### TO DO
Your answer is the lines below, exactly, from the one that contains "pub fn list_groups(root: &Path)" through the one that contains "paths::validate_id(name)?;", both included.

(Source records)
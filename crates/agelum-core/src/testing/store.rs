//! Browser test storage under `.agelum/work/tests`.
//!
//! Indexed tests live at `<group>/<folder>/test.json` and are listed in
//! `index.json`; older tests are flat `<id>.json` files next to the index.

use super::scenario::{TestScenario, TestStep};
use crate::error::{AgelumError, Result};
use crate::io::{atomic_write, ensure_dir, write_json};
use crate::naming::{now_millis, slugify};
use crate::paths;
use chrono::{DateTime, Utc};
use serde::{Deserialize, Serialize};
use std::path::{Path, PathBuf};
use std::sync::{Mutex, MutexGuard};

pub const DEFAULT_GROUPS: &[&str] = &["LOGIN", "NAVIGATION", "REGRESSION", "FEATURES", "EXPERIMENTAL"];
pub const DEFAULT_GROUP: &str = "FEATURES";

const TEST_FILE: &str = "test.json";
const RUNS_DIR_NAME: &str = "runs";
/// File stem of `index.json`; no flat test may take it.
const INDEX_STEM: &str = "index";

/// Serializes read-modify-write cycles on `index.json`.
static INDEX_LOCK: Mutex<()> = Mutex::new(());

fn lock_index() -> MutexGuard<'static, ()> {
    INDEX_LOCK.lock().unwrap_or_else(|poisoned| poisoned.into_inner())
}

#[derive(Debug, Clone, PartialEq, Serialize, Deserialize)]
#[serde(rename_all = "camelCase")]
pub struct TestIndexEntry {
    pub id: String,
    pub name: String,
    #[serde(default, skip_serializing_if = "Option::is_none")]
    pub group: Option<String>,
    #[serde(default, skip_serializing_if = "Option::is_none")]
    pub folder: Option<String>,
    #[serde(default)]
    pub steps_count: usize,
    #[serde(default, skip_serializing_if = "Option::is_none")]
    pub updated_at: Option<DateTime<Utc>>,
    #[serde(default, skip_serializing_if = "Option::is_none")]
    pub description: Option<String>,
    /// Set when a flat test file could not be parsed.
    #[serde(default, skip_serializing_if = "Option::is_none")]
    pub error: Option<String>,
}

/// A test as returned to callers: its id, location and contents.
#[derive(Debug, Clone, Serialize)]
#[serde(rename_all = "camelCase")]
pub struct TestRecord {
    pub id: String,
    #[serde(skip_serializing_if = "Option::is_none")]
    pub group: Option<String>,
    pub path: PathBuf,
    #[serde(flatten)]
    pub scenario: TestScenario,
}

#[derive(Debug, Clone, Default, Deserialize)]
pub struct NewTest {
    #[serde(default)]
    pub name: Option<String>,
    #[serde(default)]
    pub group: Option<String>,
    #[serde(default)]
    pub description: Option<String>,
    #[serde(default)]
    pub steps: Vec<TestStep>,
}

// ---------------------------------------------------------------------------
// Index
// ---------------------------------------------------------------------------

pub fn load_index(root: &Path) -> Result<Vec<TestIndexEntry>> {
    let path = paths::test_index_path(root);
    match std::fs::read_to_string(&path) {
        Ok(data) => Ok(serde_json::from_str(&data)?),
        Err(e) if e.kind() == std::io::ErrorKind::NotFound => Ok(Vec::new()),
        Err(e) => Err(e.into()),
    }
}

fn save_index(root: &Path, index: &[TestIndexEntry]) -> Result<()> {
    write_json(&paths::test_index_path(root), &index)
}

fn index_entry(root: &Path, id: &str) -> Result<Option<TestIndexEntry>> {
    Ok(load_index(root)?.into_iter().find(|e| e.id == id))
}

/// Display name for a test: the indexed name, else the id.
pub fn test_name(root: &Path, id: &str) -> String {
    index_entry(root, id)
        .ok()
        .flatten()
        .map(|e| e.name)
        .filter(|n| !n.is_empty())
        .unwrap_or_else(|| id.to_string())
}

// ---------------------------------------------------------------------------
// Groups
// ---------------------------------------------------------------------------

/// Group directories, creating any missing default group first.
pub fn list_groups(root: &Path) -> Result<Vec<String>> {
    let dir = paths::tests_dir(root);
    ensure_dir(&dir)?;

    let existing = group_dirs(&dir)?;
    for group in DEFAULT_GROUPS {
        if !existing.iter().any(|g| g.eq_ignore_ascii_case(group)) {
            ensure_dir(&dir.join(group))?;
        }
    }
    let mut groups = group_dirs(&dir)?;
    groups.sort();
    Ok(groups)
}

fn group_dirs(dir: &Path) -> Result<Vec<String>> {
    let mut out = Vec::new();
    for entry in std::fs::read_dir(dir)? {
        let entry = entry?;
        let name = entry.file_name().to_string_lossy().into_owned();
        if entry.file_type()?.is_dir() && !name.starts_with('.') && name != RUNS_DIR_NAME {
            out.push(name);
        }
    }
    Ok(out)
}

/// Group names share the tests directory with `runs/` and hidden dirs, which
/// are never listed as groups.
fn validate_group(name: &str) -> Result<()> {
    paths::validate_id(name)?;
    if name == RUNS_DIR_NAME || name.starts_with('.') {
        return Err(AgelumError::InvalidId(name.to_string()));
    }
    Ok(())
}

fn validate_test_id(id: &str) -> Result<()> {
    paths::validate_id(id)?;
    if id == INDEX_STEM {
        return Err(AgelumError::InvalidId(id.to_string()));
    }
    Ok(())
}

pub fn create_group(root: &Path, name: &str) -> Result<String> {
    let name = name.trim();
    validate_group(name)?;
    ensure_dir(&paths::tests_dir(root).join(name))?;
    Ok(name.to_string())
}

// ---------------------------------------------------------------------------
// Tests
// ---------------------------------------------------------------------------

/// Path of a test's JSON file: the indexed location when present on disk,
/// else the flat `<id>.json`.
pub fn resolve_test_path(root: &Path, id: &str) -> Result<PathBuf> {
    validate_test_id(id)?;
    let dir = paths::tests_dir(root);
    if let Some(entry) = index_entry(root, id)? {
        if let (Some(group), Some(folder)) = (&entry.group, &entry.folder) {
            let p = dir.join(group).join(folder).join(TEST_FILE);
            if p.is_file() {
                return Ok(p);
            }
        }
    }
    let flat = dir.join(format!("{id}.json"));
    if flat.is_file() {
        return Ok(flat);
    }
    Err(AgelumError::TestNotFound(id.to_string()))
}

fn read_scenario(path: &Path) -> Result<TestScenario> {
    let data = std::fs::read_to_string(path)?;
    serde_json::from_str(&data).map_err(|e| AgelumError::InvalidTest(format!("{}: {e}", path.display())))
}

pub fn list(root: &Path) -> Result<Vec<TestIndexEntry>> {
    let dir = paths::tests_dir(root);
    ensure_dir(&dir)?;
    let mut out = load_index(root)?;

    let index_file = paths::test_index_path(root);
    let mut flat = Vec::new();
    for entry in std::fs::read_dir(&dir)? {
        let entry = entry?;
        let path = entry.path();
        if path == index_file || !entry.file_type()?.is_file() {
            continue;
        }
        let Some(id) = path
            .file_name()
            .and_then(|n| n.to_str())
            .and_then(|n| n.strip_suffix(".json"))
        else {
            continue;
        };
        if out.iter().any(|e| e.id == id) {
            continue;
        }
        let updated_at = std::fs::metadata(&path)
            .and_then(|m| m.modified())
            .ok()
            .map(DateTime::<Utc>::from);
        let listed = match read_scenario(&path) {
            Ok(sc) => TestIndexEntry {
                id: id.to_string(),
                name: sc.name,
                group: None,
                folder: None,
                steps_count: sc.steps.len(),
                updated_at,
                description: sc.description,
                error: None,
            },
            Err(_) => TestIndexEntry {
                id: id.to_string(),
                name: entry.file_name().to_string_lossy().into_owned(),
                group: None,
                folder: None,
                steps_count: 0,
                updated_at,
                description: None,
                error: Some("Invalid JSON".to_string()),
            },
        };
        flat.push(listed);
    }
    flat.sort_by(|a, b| a.id.cmp(&b.id));
    out.extend(flat);
    Ok(out)
}

pub fn get(root: &Path, id: &str) -> Result<TestRecord> {
    let path = resolve_test_path(root, id)?;
    let scenario = read_scenario(&path)?;
    let group = index_entry(root, id)?.and_then(|e| e.group);
    Ok(TestRecord {
        id: id.to_string(),
        group,
        path,
        scenario,
    })
}

pub fn create(root: &Path, new: NewTest) -> Result<TestIndexEntry> {
    let name = new
        .name
        .as_deref()
        .map(str::trim)
        .filter(|n| !n.is_empty())
        .map(str::to_string);
    let id = name
        .as_deref()
        .map(|n| slugify(n).trim_matches('-').to_string())
        .filter(|s| !s.is_empty())
        .map(|s| if s == INDEX_STEM { format!("{s}-test") } else { s })
        .unwrap_or_else(|| format!("test-{}", now_millis()));
    let group = new
        .group
        .as_deref()
        .map(str::trim)
        .filter(|g| !g.is_empty())
        .unwrap_or(DEFAULT_GROUP)
        .to_string();
    validate_group(&group)?;

    let _guard = lock_index();
    let mut index = load_index(root)?;
    let dir = paths::tests_dir(root);
    if index.iter().any(|e| e.id == id) || dir.join(format!("{id}.json")).exists() {
        return Err(AgelumError::TestExists(id));
    }

    let now = Utc::now();
    let scenario = TestScenario {
        name: name.unwrap_or_else(|| "Untitled Test".to_string()),
        description: new.description.clone(),
        steps: new.steps,
        updated_at: Some(now),
    };
    let path = dir.join(&group).join(&id).join(TEST_FILE);
    write_json(&path, &scenario)?;

    let entry = TestIndexEntry {
        id: id.clone(),
        name: scenario.name.clone(),
        group: Some(group),
        folder: Some(id),
        steps_count: scenario.steps.len(),
        updated_at: Some(now),
        description: new.description,
        error: None,
    };
    index.push(entry.clone());
    save_index(root, &index)?;
    tracing::info!(id = %entry.id, path = %path.display(), "created test");
    Ok(entry)
}

/// Replace a test's name, steps and description. Unknown ids are written as
/// a flat test file.
pub fn update(
    root: &Path,
    id: &str,
    name: &str,
    steps: Vec<TestStep>,
    description: Option<String>,
) -> Result<TestRecord> {
    validate_test_id(id)?;
    if name.trim().is_empty() {
        return Err(AgelumError::InvalidTest("name is required".to_string()));
    }
    let path = match resolve_test_path(root, id) {
        Ok(p) => p,
        Err(AgelumError::TestNotFound(_)) => paths::tests_dir(root).join(format!("{id}.json")),
        Err(e) => return Err(e),
    };
    let now = Utc::now();
    let scenario = TestScenario {
        name: name.trim().to_string(),
        description,
        steps,
        updated_at: Some(now),
    };
    let guard = lock_index();
    write_json(&path, &scenario)?;
    touch_index(root, id, |e| {
        e.name = scenario.name.clone();
        e.description = scenario.description.clone();
        e.steps_count = scenario.steps.len();
        e.updated_at = Some(now);
    })?;
    drop(guard);
    get(root, id)
}

/// Remove a test and its index entry. Missing tests are not an error.
pub fn delete(root: &Path, id: &str) -> Result<()> {
    validate_test_id(id)?;
    let dir = paths::tests_dir(root);
    let _guard = lock_index();
    let mut index = load_index(root)?;
    if let Some(pos) = index.iter().position(|e| e.id == id) {
        let entry = index.remove(pos);
        if let (Some(group), Some(folder)) = (&entry.group, &entry.folder) {
            let folder_dir = dir.join(group).join(folder);
            if folder_dir.is_dir() {
                std::fs::remove_dir_all(&folder_dir)?;
            }
        }
        save_index(root, &index)?;
    }
    let flat = dir.join(format!("{id}.json"));
    if flat.is_file() {
        std::fs::remove_file(&flat)?;
    }
    tracing::info!(id, "deleted test");
    Ok(())
}

pub fn steps(root: &Path, id: &str) -> Result<Vec<TestStep>> {
    Ok(get(root, id)?.scenario.steps)
}

/// Append a step, bumping `updatedAt` and the indexed step count.
pub fn add_step(root: &Path, id: &str, step: TestStep) -> Result<TestStep> {
    let _guard = lock_index();
    let path = resolve_test_path(root, id)?;
    let mut scenario = read_scenario(&path)?;
    let now = Utc::now();
    scenario.steps.push(step.clone());
    scenario.updated_at = Some(now);
    let data = serde_json::to_string_pretty(&scenario)?;
    atomic_write(&path, data.as_bytes())?;
    touch_index(root, id, |e| {
        e.steps_count = scenario.steps.len();
        e.updated_at = Some(now);
    })?;
    Ok(step)
}

/// Callers hold the index lock.
fn touch_index(root: &Path, id: &str, f: impl FnOnce(&mut TestIndexEntry)) -> Result<()> {
    let mut index = load_index(root)?;
    if let Some(entry) = index.iter_mut().find(|e| e.id == id) {
        f(entry);
        save_index(root, &index)?;
    }
    Ok(())
}

// ---------------------------------------------------------------------------
// Tests
// ---------------------------------------------------------------------------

### REPLY
pub fn list_groups(root: &Path) -> Result<Vec<String>> {
    let dir = paths::tests_dir(root);
    ensure_dir(&dir)?;

    let existing = group_dirs(&dir)?;
    for group in DEFAULT_GROUPS {
        if !existing.iter().any(|g| g.eq_ignore_ascii_case(group)) {
            ensure_dir(&dir.join(group))?;
        }
    }
    let mut groups = group_dirs(&dir)?;
    groups.sort();
    Ok(groups)
}

fn group_dirs(dir: &Path) -> Result<Vec<String>> {
    let mut out = Vec::new();
    for entry in std::fs::read_dir(dir)? {
        let entry = entry?;
        let name = entry.file_name().to_string_lossy().into_owned();
        if entry.file_type()?.is_dir() && !name.starts_with('.') && name != RUNS_DIR_NAME {
            out.push(name);
        }
    }
    Ok(out)
}

/// Group names share the tests directory with `runs/` and hidden dirs, which
/// are never listed as groups.
fn validate_group(name: &str) -> Result<()> {
    paths::validate_id(name)?;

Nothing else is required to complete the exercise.